**WHAT TO DO:** Return the entries exactly as they appear.

Dataset items
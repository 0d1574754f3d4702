//! Serde helpers for human-readable durations in configuration.

use serde::de::{self, Visitor};
use serde::{Deserializer, Serializer};
use std::{fmt, time::Duration};

/// Custom serde functions for Duration that support human-readable strings
pub mod duration {
    use super::*;

    pub fn serialize<S>(duration: &Duration, serializer: S) -> Result<S::Ok, S::Error>
    where
        S: Serializer,
    {
        let duration_str = humantime::format_duration(*duration).to_string();
        serializer.serialize_str(&duration_str)
    }

    pub fn deserialize<'de, D>(deserializer: D) -> Result<Duration, D::Error>
    where
        D: Deserializer<'de>,
    {
        struct DurationVisitor;

        impl Visitor<'_> for DurationVisitor {
            type Value = Duration;

            fn expecting(&self, formatter: &mut fmt::Formatter) -> fmt::Result {
                formatter.write_str(
                    "a duration as seconds (number) or human-readable string (e.g., '30s', '1m30s')",
                )
            }

            fn visit_u64<E>(self, seconds: u64) -> Result<Self::Value, E>
            where
                E: de::Error,
            {
                Ok(Duration::from_secs(seconds))
            }

            fn visit_i64<E>(self, seconds: i64) -> Result<Self::Value, E>
            where
                E: de::Error,
            {
                u64::try_from(seconds)
                    .map(Duration::from_secs)
                    .map_err(|_| de::Error::custom(format!("Negative duration: {seconds}")))
            }

            fn visit_str<E>(self, value: &str) -> Result<Self::Value, E>
            where
                E: de::Error,
            {
                humantime::parse_duration(value)
                    .map_err(|e| de::Error::custom(format!("Invalid duration '{value}': {e}")))
            }
        }

        deserializer.deserialize_any(DurationVisitor)
    }
}

#[cfg(test)]
mod tests {
    use serde::{Deserialize, Serialize};
    use std::time::Duration;

    #[derive(Debug, Serialize, Deserialize)]
    struct Holder {
        #[serde(with = "super::duration")]
        timeout: Duration,
    }

    #[test]
    fn test_parses_human_readable_and_seconds() {
        let h: Holder = toml::from_str(r#"timeout = "1m30s""#).unwrap();
        assert_eq!(h.timeout, Duration::from_secs(90));

        let h: Holder = toml::from_str("timeout = 45").unwrap();
        assert_eq!(h.timeout, Duration::from_secs(45));

        assert!(toml::from_str::<Holder>(r#"timeout = "soon""#).is_err());
        assert!(toml::from_str::<Holder>("timeout = -3").is_err());
    }

    #[test]
    fn test_serializes_human_readable() {
        let h = Holder {
            timeout: Duration::from_secs(30),
        };
        let out = toml::to_string(&h).unwrap();
        assert_eq!(out.trim(), r#"timeout = "30s""#);
    }
}
//! Initialization helpers for the application:
//! - tracing subscriber
//! - database connection + migrations
//! - push transport and dispatcher wiring
//! - background worker spawn helpers

use std::{path::Path, sync::Arc};

use anyhow::Result;
use tracing_subscriber::{layer::SubscriberExt, util::SubscriberInitExt};

use crate::config::{Config, LogConfig};
use crate::services::{dispatcher::Dispatcher, fcm::FcmTransport, feed::FeedConsumer};

/// Install the global tracing subscriber. `RUST_LOG` overrides the default filter.
pub fn init_tracing(log: &LogConfig) {
    let filter = tracing_subscriber::EnvFilter::try_from_default_env()
        .unwrap_or_else(|_| "push_dispatcher=debug,tower_http=debug".into());

    if log.json {
        tracing_subscriber::registry()
            .with(filter)
            .with(tracing_subscriber::fmt::layer().json())
            .init();
    } else {
        tracing_subscriber::registry()
            .with(filter)
            .with(tracing_subscriber::fmt::layer())
            .init();
    }
}

/// File path of a `sqlite://` or `sqlite:` URL, without query options.
fn sqlite_path(db_url: &str) -> &str {
    let path = db_url
        .strip_prefix("sqlite://")
        .or_else(|| db_url.strip_prefix("sqlite:"))
        .unwrap_or(db_url);
    path.split('?').next().unwrap_or(path)
}

/// Initialize SQLite database connection and run migrations.
///
/// Creates the parent directory for the database file (if applicable),
/// opens a connection pool using `create_if_missing(true)` and runs migrations.
pub async fn init_db(config: &Config) -> Result<sqlx::SqlitePool> {
    let db_path = sqlite_path(&config.database.url);
    tracing::info!("Opening SQLite database at {}", db_path);

    let db_file_path = Path::new(db_path);

    if let Some(parent) = db_file_path.parent() {
        if !parent.as_os_str().is_empty() {
            std::fs::create_dir_all(parent).map_err(|e| {
                anyhow::anyhow!(
                    "Failed to create database directory {}: {}",
                    parent.display(),
                    e
                )
            })?;
        }
    }

    let connect_options = sqlx::sqlite::SqliteConnectOptions::new()
        .filename(db_path)
        .create_if_missing(true)
        .foreign_keys(true);

    let pool = sqlx::sqlite::SqlitePoolOptions::new()
        .max_connections(config.database.max_connections)
        .connect_with(connect_options)
        .await?;

    tracing::info!("Running database migrations");
    sqlx::migrate!("./migrations").run(&pool).await?;

    Ok(pool)
}

/// Build the dispatcher on top of the SQLite stores and the FCM transport.
pub fn build_dispatcher(config: &Config, pool: &sqlx::SqlitePool) -> Result<Dispatcher> {
    let transport = FcmTransport::from_config(&config.fcm)?;
    let store = Arc::new(pool.clone());

    Ok(Dispatcher::new(store.clone(), store, Arc::new(transport))
        .skip_already_sent(config.dispatch.skip_already_sent))
}

/// Spawn background workers:
/// - the change-feed consumer driving the dispatcher
///
/// Returns the `JoinHandle`s so callers can await shutdown. Each worker
/// listens for a shutdown notification on the broadcast channel.
pub fn spawn_background_workers(
    state: Arc<crate::AppState>,
    dispatcher: Dispatcher,
    shutdown: tokio::sync::broadcast::Sender<()>,
) -> Vec<tokio::task::JoinHandle<()>> {
    let mut handles = Vec::new();

    if !state.config.dispatch.enabled {
        tracing::warn!("Push dispatch is disabled (DISPATCH_ENABLED=false)");
    }

    let consumer = FeedConsumer::new(state.db.clone(), dispatcher, state.config.dispatch.clone());
    handles.push(consumer.spawn(&shutdown));

    handles
}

**RESULT:**
repository 0d1574754f3d4702
//! Serde helpers for human-readable durations in configuration.

use serde::de::{self, Visitor};
use serde::{Deserializer, Serializer};
use std::{fmt, time::Duration};

/// Custom serde functions for Duration that support human-readable strings
pub mod duration {
    use super::*;

    pub fn serialize<S>(duration: &Duration, serializer: S) -> Result<S::Ok, S::Error>
    where
        S: Serializer,
    {
        let duration_str = humantime::format_duration(*duration).to_string();
        serializer.serialize_str(&duration_str)
    }

    pub fn deserialize<'de, D>(deserializer: D) -> Result<Duration, D::Error>
    where
        D: Deserializer<'de>,
    {
        struct DurationVisitor;

        impl Visitor<'_> for DurationVisitor {
            type Value = Duration;

            fn expecting(&self, formatter: &mut fmt::Formatter) -> fmt::Result {
                formatter.write_str(
                    "a duration as seconds (number) or human-readable string (e.g., '30s', '1m30s')",
                )
            }

            fn visit_u64<E>(self, seconds: u64) -> Result<Self::Value, E>
            where
                E: de::Error,
            {
                Ok(Duration::from_secs(seconds))
            }

            fn visit_i64<E>(self, seconds: i64) -> Result<Self::Value, E>
            where
                E: de::Error,
            {
                u64::try_from(seconds)
                    .map(Duration::from_secs)
                    .map_err(|_| de::Error::custom(format!("Negative duration: {seconds}")))
            }

            fn visit_str<E>(self, value: &str) -> Result<Self::Value, E>
            where
                E: de::Error,
            {
                humantime::parse_duration(value)
                    .map_err(|e| de::Error::custom(format!("Invalid duration '{value}': {e}")))
            }
        }

        deserializer.deserialize_any(DurationVisitor)
    }
}

#[cfg(test)]
mod tests {
    use serde::{Deserialize, Serialize};
    use std::time::Duration;

    #[derive(Debug, Serialize, Deserialize)]
    struct Holder {
        #[serde(with = "super::duration")]
        timeout: Duration,
    }

    #[test]
    fn test_parses_human_readable_and_seconds() {
        let h: Holder = toml::from_str(r#"timeout = "1m30s""#).unwrap();
        assert_eq!(h.timeout, Duration::from_secs(90));

        let h: Holder = toml::from_str("timeout = 45").unwrap();
        assert_eq!(h.timeout, Duration::from_secs(45));

        assert!(toml::from_str::<Holder>(r#"timeout = "soon""#).is_err());
        assert!(toml::from_str::<Holder>("timeout = -3").is_err());
    }

    #[test]
    fn test_serializes_human_readable() {
        let h = Holder {
            timeout: Duration::from_secs(30),
        };
        let out = toml::to_string(&h).unwrap();
        assert_eq!(out.trim(), r#"timeout = "30s""#);
    }
}
//! Initialization helpers for the application:
//! - tracing subscriber
//! - database connection + migrations
//! - push transport and dispatcher wiring
//! - background worker spawn helpers

use std::{path::Path, sync::Arc};

use anyhow::Result;
use tracing_subscriber::{layer::SubscriberExt, util::SubscriberInitExt};

use crate::config::{Config, LogConfig};
use crate::services::{dispatcher::Dispatcher, fcm::FcmTransport, feed::FeedConsumer};

/// Install the global tracing subscriber. `RUST_LOG` overrides the default filter.
pub fn init_tracing(log: &LogConfig) {
    let filter = tracing_subscriber::EnvFilter::try_from_default_env()
        .unwrap_or_else(|_| "push_dispatcher=debug,tower_http=debug".into());

    if log.json {
        tracing_subscriber::registry()
            .with(filter)
            .with(tracing_subscriber::fmt::layer().json())
            .init();
    } else {
        tracing_subscriber::registry()
            .with(filter)
            .with(tracing_subscriber::fmt::layer())
            .init();
    }
}

/// File path of a `sqlite://` or `sqlite:` URL, without query options.
fn sqlite_path(db_url: &str) -> &str {
    let path = db_url
        .strip_prefix("sqlite://")
        .or_else(|| db_url.strip_prefix("sqlite:"))
        .unwrap_or(db_url);
    path.split('?').next().unwrap_or(path)
}

/// Initialize SQLite database connection and run migrations.
///
/// Creates the parent directory for the database file (if applicable),
/// opens a connection pool using `create_if_missing(true)` and runs migrations.
pub async fn init_db(config: &Config) -> Result<sqlx::SqlitePool> {
    let db_path = sqlite_path(&config.database.url);
    tracing::info!("Opening SQLite database at {}", db_path);

    let db_file_path = Path::new(db_path);

    if let Some(parent) = db_file_path.parent() {
        if !parent.as_os_str().is_empty() {
            std::fs::create_dir_all(parent).map_err(|e| {
                anyhow::anyhow!(
                    "Failed to create database directory {}: {}",
                    parent.display(),
                    e
                )
            })?;
        }
    }

    let connect_options = sqlx::sqlite::SqliteConnectOptions::new()
        .filename(db_path)
        .create_if_missing(true)
        .foreign_keys(true);

    let pool = sqlx::sqlite::SqlitePoolOptions::new()
        .max_connections(config.database.max_connections)
        .connect_with(connect_options)
        .await?;

    tracing::info!("Running database migrations");
    sqlx::migrate!("./migrations").run(&pool).await?;

    Ok(pool)
}

/// Build the dispatcher on top of the SQLite stores and the FCM transport.
pub fn build_dispatcher(config: &Config, pool: &sqlx::SqlitePool) -> Result<Dispatcher> {
    let transport = FcmTransport::from_config(&config.fcm)?;
    let store = Arc::new(pool.clone());

    Ok(Dispatcher::new(store.clone(), store, Arc::new(transport))
        .skip_already_sent(config.dispatch.skip_already_sent))
}

/// Spawn background workers:
/// - the change-feed consumer driving the dispatcher
///
/// Returns the `JoinHandle`s so callers can await shutdown. Each worker
/// listens for a shutdown notification on the broadcast channel.
pub fn spawn_background_workers(
    state: Arc<crate::AppState>,
    dispatcher: Dispatcher,
    shutdown: tokio::sync::broadcast::Sender<()>,
) -> Vec<tokio::task::JoinHandle<()>> {
    let mut handles = Vec::new();

    if !state.config.dispatch.enabled {
        tracing::warn!("Push dispatch is disabled (DISPATCH_ENABLED=false)");
    }

    let consumer = FeedConsumer::new(state.db.clone(), dispatcher, state.config.dispatch.clone());
    handles.push(consumer.spawn(&shutdown));

    handles
}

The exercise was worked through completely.